Bu gün “İnsanların geçmişi, bu günün aynasıdır” başlığı en çok seni ifade etse de, yaptığın paylaşımda kullandığın görseller ve yazında söz ettiğin konular farklı. Anlaşılan Derin Belediye Örgütü (DBÖ) senin hafızanı yanıltmış. Hiç olmazsa paylaşım tarihlerine baksan veya içeriklerini okusaydın, böyle ofsayta düşmezdin. FETÖ ile ilgili yazdığım ve verdiğim yanıtlar Bülent Özipek’e değildi. O paylaştığın görsellerden sadece bir tanesi Özipek’in bana verdiği bir yanıt. O mahkemede de sen şahit olarak geldin, benim “Köpek” diye yazdığım yazıyla ilgili tanıklık yaptın. O yazıdan dolayı ceza almıştım. O yazıda Özipek’e neden hakaret ettiğimi ise aşağıda yazdıklarımdan sonra açıklayacağım.
FETÖ’NÜN KUŞADASI’NDA AT KOŞTURDUĞU DÖNEM
Diğer paylaşımlarına gelince, onların tamamı daha önce defalarca yazdığım, benimle birlikte Kuşadası’nın turizmcilerinin, sivil toplum örgütü başkanlarının hedef alındığı, her türlü entrikanın (bugün gibi) mübah sayıldığı dönemle ilgil. Yani 2015 sonrası yazılar. Ve muhatabı Zafer Hacısalihoğlu’ydu. Yani o kumpasların olduğu dönem, Kuşadası’nın FETÖ’cü emniyet müdürü tarafından yönetildiği, o emniyet müdürünün avukatlığını Ömer Günel’in yaptığı, Hacısalihoğlu’nun basın danışmanı olduğu dönemde FETÖ yayın organlarına para akıtan Esat Altungün’ün ekibinin en gözde elemanlarından biri meclis üyesi Ömer Günel’di. Şimdi Ömer Günel’in yardımcısı olan Özgür Batçıoğlu’nun dönemin emniyet müdürünün yardımcılığını yaptığı, Ulaş Atıl Bengi’nin sosyal medya operasyonlarının başında olduğu ve Zafer Hacısalihoğlu’nun hepsine basın danışmanlığı yaptığı dönemle ilgili 2016 yılında kaleme alınan yazılardı. .

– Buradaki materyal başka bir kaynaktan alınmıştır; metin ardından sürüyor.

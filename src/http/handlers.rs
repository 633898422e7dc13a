use super::state::AppState;
use crate::assistant::AssistantStatus;
use crate::error::SpeechError;
use crate::intent::IntentLabel;
use crate::session::SessionState;
use axum::{
    extract::State,
    http::StatusCode,
    response::{IntoResponse, Json},
};
use serde::{Deserialize, Serialize};
use tracing::{error, info};

// ============================================================================
// Request/Response Types
// ============================================================================

#[derive(Debug, Deserialize)]
pub struct CommandRequest {
    /// Utterance text, as a browser-side recognizer would deliver it
    pub text: String,
}

#[derive(Debug, Serialize, Deserialize)]
pub struct CommandResponse {
    pub transcript: String,
    pub response: String,
    pub intent: IntentLabel,
}

#[derive(Debug, Serialize, Deserialize)]
pub struct ListeningResponse {
    pub status: SessionState,
    pub message: String,
}

#[derive(Debug, Serialize, Deserialize)]
pub struct InterruptResponse {
    /// Whether anything was being spoken
    pub interrupted: bool,
}

#[derive(Debug, Serialize, Deserialize)]
pub struct ErrorResponse {
    pub error: String,
}

fn error_response(status: StatusCode, message: impl Into<String>) -> axum::response::Response {
    (
        status,
        Json(ErrorResponse {
            error: message.into(),
        }),
    )
        .into_response()
}

// ============================================================================
// Handlers
// ============================================================================

/// POST /assistant/listen/start
/// Start the continuous listening session
pub async fn start_listening(State(state): State<AppState>) -> impl IntoResponse {
    if state.assistant.is_listening() {
        return error_response(StatusCode::CONFLICT, "Already listening");
    }

    match state.assistant.start_listening().await {
        Ok(()) => {
            info!("Listening started via HTTP");
            (
                StatusCode::OK,
                Json(ListeningResponse {
                    status: SessionState::Listening,
                    message: "Listening started".to_string(),
                }),
            )
                .into_response()
        }
        Err(e @ SpeechError::EngineUnavailable(_)) => {
            error!("Failed to start listening: {}", e);
            error_response(StatusCode::SERVICE_UNAVAILABLE, e.to_string())
        }
        Err(e) => {
            error!("Failed to start listening: {}", e);
            error_response(StatusCode::INTERNAL_SERVER_ERROR, e.to_string())
        }
    }
}

/// POST /assistant/listen/stop
/// Stop listening; suppresses any pending restart
pub async fn stop_listening(State(state): State<AppState>) -> impl IntoResponse {
    state.assistant.stop_listening().await;

    (
        StatusCode::OK,
        Json(ListeningResponse {
            status: SessionState::Idle,
            message: "Listening stopped".to_string(),
        }),
    )
}

/// POST /assistant/speech/interrupt
/// Silence the speech output (no-op when silent)
pub async fn interrupt_speech(State(state): State<AppState>) -> impl IntoResponse {
    let interrupted = state.assistant.interrupt().await;
    (StatusCode::OK, Json(InterruptResponse { interrupted }))
}

/// POST /assistant/commands
/// Dispatch a typed utterance
pub async fn submit_command(
    State(state): State<AppState>,
    Json(req): Json<CommandRequest>,
) -> impl IntoResponse {
    if req.text.trim().is_empty() {
        return error_response(StatusCode::BAD_REQUEST, "Command text is empty");
    }

    let exchange = state.assistant.handle_text(&req.text).await;

    (
        StatusCode::OK,
        Json(CommandResponse {
            transcript: exchange.transcript,
            response: exchange.response,
            intent: exchange.intent,
        }),
    )
        .into_response()
}

/// GET /assistant/status
/// Session state, pending conversation state and the latest exchange
pub async fn get_status(State(state): State<AppState>) -> Json<AssistantStatus> {
    Json(state.assistant.status().await)
}

/// GET /health
/// Health check endpoint
pub async fn health_check() -> impl IntoResponse {
    (StatusCode::OK, "OK")
}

70 KİŞİNİN TELEFONLARI YASADIŞI DİNLENİYORDU
Aynen orada anlattığım gibi, hepsi birlikteydi, yedikleri içtikleri ayrı gitmezdi, tüm kumpaslarda beraberdiler, Hacisalihoğlu’nun sonradan yazmasıyla ortaya çıktığı gibi 70 kişinin telefonlarını yasa dışı dinlediler, beni tehdit ettiler, suyumu kestiler, “bu yazıları eşi yazıyor” diye ev hanımı olan eşimi bile savcılığa şikayet edecek kadar alçaldılar. Tüm bunları yaptıktan sonra ise 2016 yılında basın danışmanları aracılığıyla tutuklanan dönemin emniyet Müdürü Olcay Yakup İnankur’u linç ettiler. Olcay’ın kendilerine kumpas kurduğunu yazdılar, polisleri suçlardılar.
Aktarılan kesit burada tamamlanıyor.